Find a trace from an error log¶

# Step 1: Extract trace ID from structured logs
kubectl logs -l app=api-server -n production --since=1h | \
  jq -r 'select(.level == "error") | "\(.timestamp) \(.trace_id) \(.error)"' | head -5
# 2024-03-14T03:22:41Z abc123def456 connection refused: upstream db-primary:5432
# 2024-03-14T03:23:01Z 789ghi012jkl timeout waiting for payment-svc

# Step 2: Open trace in Jaeger UI
# http://jaeger.monitoring:16686/trace/abc123def456

# Step 3: Or query Jaeger API directly
curl -s "http://jaeger.monitoring:16686/api/traces/abc123def456" | \
  jq '.data[0].spans[] | {service: .processID, operation: .operationName, duration: .duration, error: (.tags[] | select(.key == "error") | .value)}'

Query Jaeger for slow traces¶

# Find traces over 5 seconds in the last hour
curl -s "http://jaeger.monitoring:16686/api/traces?service=api-gateway&minDuration=5000000us&lookback=1h&limit=20" | \
  jq '.data[] | {traceID: .traceID, spans: .spans | length, duration: (.spans[0].duration / 1000 | floor | tostring + "ms")}'
# {"traceID":"abc123","spans":8,"duration":"7234ms"}
# {"traceID":"def456","spans":12,"duration":"12001ms"}

# Find traces with errors
curl -s "http://jaeger.monitoring:16686/api/traces?service=api-gateway&tags=%7B%22error%22%3A%22true%22%7D&lookback=1h&limit=20" | \
  jq '.data[].traceID'

Check OpenTelemetry Collector health¶

# Verify the collector is running
kubectl get pods -n observability -l app=otel-collector
# NAME                              READY   STATUS    RESTARTS
# otel-collector-7b9d4c5f6-x2k8q   1/1     Running   0

# Check collector metrics
kubectl port-forward -n observability svc/otel-collector 8888:8888
curl -s http://localhost:8888/metrics | grep -E "otelcol_receiver_accepted|otelcol_exporter_sent"
# otelcol_receiver_accepted_spans_total{receiver="otlp"} 142857
# otelcol_exporter_sent_spans_total{exporter="jaeger"} 142850
# ← 7 dropped spans, investigate if this grows

# Check collector logs for errors
kubectl logs -n observability -l app=otel-collector --tail=30 | grep -i error

Debug clue: When otelcol_receiver_accepted_spans and otelcol_exporter_sent_spans diverge significantly, check otelcol_processor_dropped_spans to find which processor is dropping them. Common cause: a tail-sampling processor running out of memory because its decision_wait window is too long for your span volume.

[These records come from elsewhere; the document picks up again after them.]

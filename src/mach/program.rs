use super::{Address, Opcode, Word, WORD};
use crate::error;
use crate::lang::Error;

type Result<T> = std::result::Result<T, Error>;

/// ## Compiled program
///
/// The code segment (a sequence of `Word`s) and the data segment (raw
/// bytes for string literals and global slots). Both are append-only
/// while the compiler runs; the only mutation ever applied afterward
/// is backpatching a recorded placeholder. Segments are fixed-capacity
/// and overflow with an explicit error.

const TEXT_LIMIT: usize = 0x10000;
const DATA_LIMIT: usize = 0x10000;

/// Address of the loader thunk that every program begins with: a
/// natural return from the entry function lands here, pushes the
/// accumulator, and exits with it.
pub const HALT: Address = 0;

#[derive(Debug, Clone, PartialEq)]
pub struct Program {
    text: Vec<Word>,
    data: Vec<u8>,
    entry: Option<Address>,
}

impl Default for Program {
    fn default() -> Program {
        Program::new()
    }
}

impl Program {
    pub fn new() -> Program {
        Program {
            text: vec![Word::Op(Opcode::Push), Word::Op(Opcode::Exit)],
            // One reserved zero word so no object lives at address 0.
            data: vec![0; WORD as usize],
            entry: None,
        }
    }

    pub fn text(&self) -> &[Word] {
        &self.text
    }

    pub fn data(&self) -> &[u8] {
        &self.data
    }

    pub fn entry(&self) -> Option<Address> {
        self.entry
    }

    pub fn set_entry(&mut self, addr: Address) {
        self.entry = Some(addr);
    }

    /// Next code address to be emitted; recorded for jump targets and
    /// placeholders.
    pub fn here(&self) -> Address {
        self.text.len()
    }

    pub fn emit(&mut self, word: Word) -> Result<()> {
        if self.text.len() >= TEXT_LIMIT {
            return Err(error!(OutOfMemory; "TEXT SEGMENT OVERFLOW"));
        }
        self.text.push(word);
        Ok(())
    }

    pub fn emit_op(&mut self, op: Opcode) -> Result<()> {
        self.emit(Word::Op(op))
    }

    pub fn emit_val(&mut self, val: i64) -> Result<()> {
        self.emit(Word::Val(val))
    }

    /// Emit a placeholder operand and hand back its address for a
    /// later `patch`.
    pub fn emit_hole(&mut self) -> Result<Address> {
        let addr = self.here();
        self.emit(Word::Val(0))?;
        Ok(addr)
    }

    /// Backpatch a placeholder with the now-known target.
    pub fn patch(&mut self, hole: Address, target: Address) {
        debug_assert!(matches!(self.text.get(hole), Some(Word::Val(_))));
        self.text[hole] = Word::Val(target as i64);
    }

    pub fn last(&self) -> Option<Word> {
        self.text.last().copied()
    }

    /// Rewrite the last emitted word; used to turn a load into a push
    /// of the address it would have loaded through.
    pub fn rewrite_last(&mut self, word: Word) {
        if let Some(last) = self.text.last_mut() {
            *last = word;
        }
    }

    /// Retract the last emitted word; used by address-of, which keeps
    /// the address a load would have consumed.
    pub fn retract(&mut self) {
        self.text.pop();
    }

    /// Current data cursor, embedded in code as a literal address.
    pub fn data_addr(&self) -> i64 {
        self.data.len() as i64
    }

    pub fn emit_data(&mut self, byte: u8) -> Result<()> {
        if self.data.len() >= DATA_LIMIT {
            return Err(error!(OutOfMemory; "DATA SEGMENT OVERFLOW"));
        }
        self.data.push(byte);
        Ok(())
    }

    /// Round the data cursor up past the next word boundary, padding
    /// with zeros. The padding is what terminates the preceding string
    /// run; at least one zero byte always follows.
    pub fn align_data(&mut self) -> Result<()> {
        let next = (self.data.len() + WORD as usize) & !(WORD as usize - 1);
        while self.data.len() < next {
            self.emit_data(0)?;
        }
        Ok(())
    }

    /// Reserve one zeroed word-sized slot for a global variable.
    pub fn global_slot(&mut self) -> Result<i64> {
        let addr = self.data_addr();
        for _ in 0..WORD {
            self.emit_data(0)?;
        }
        Ok(addr)
    }
}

Verify trace propagation across services¶

# Send a test request and follow the trace
TRACE_ID=$(python3 -c "import uuid; print(uuid.uuid4().hex)")
curl -v -H "traceparent: 00-${TRACE_ID}-0000000000000001-01" \
  http://api-gateway.production:8080/api/health
# The traceparent header propagates through the call chain

# Check that all services reported spans for this trace
sleep 5  # wait for spans to flush
curl -s "http://jaeger.monitoring:16686/api/traces/${TRACE_ID}" | \
  jq '.data[0].spans[] | {service: .processID, operation: .operationName}'
# {"service":"api-gateway","operation":"HTTP GET /api/health"}
# {"service":"auth-svc","operation":"validateToken"}
# {"service":"user-svc","operation":"getUser"}

Debug a broken trace (missing spans)¶

# Trace shows api-gateway -> auth-svc but then stops
# auth-svc should call user-svc but there is no span

# 1. Check if user-svc has OTel instrumentation
kubectl exec -n production deploy/user-svc -- env | grep OTEL
# OTEL_EXPORTER_OTLP_ENDPOINT=http://otel-collector.observability:4317
# OTEL_SERVICE_NAME=user-svc
# OTEL_TRACES_SAMPLER=parentbased_traceidratio

# 2. Check if the SDK is loaded
kubectl logs -n production -l app=user-svc --tail=20 | grep -i "opentelemetry\|otel\|tracer"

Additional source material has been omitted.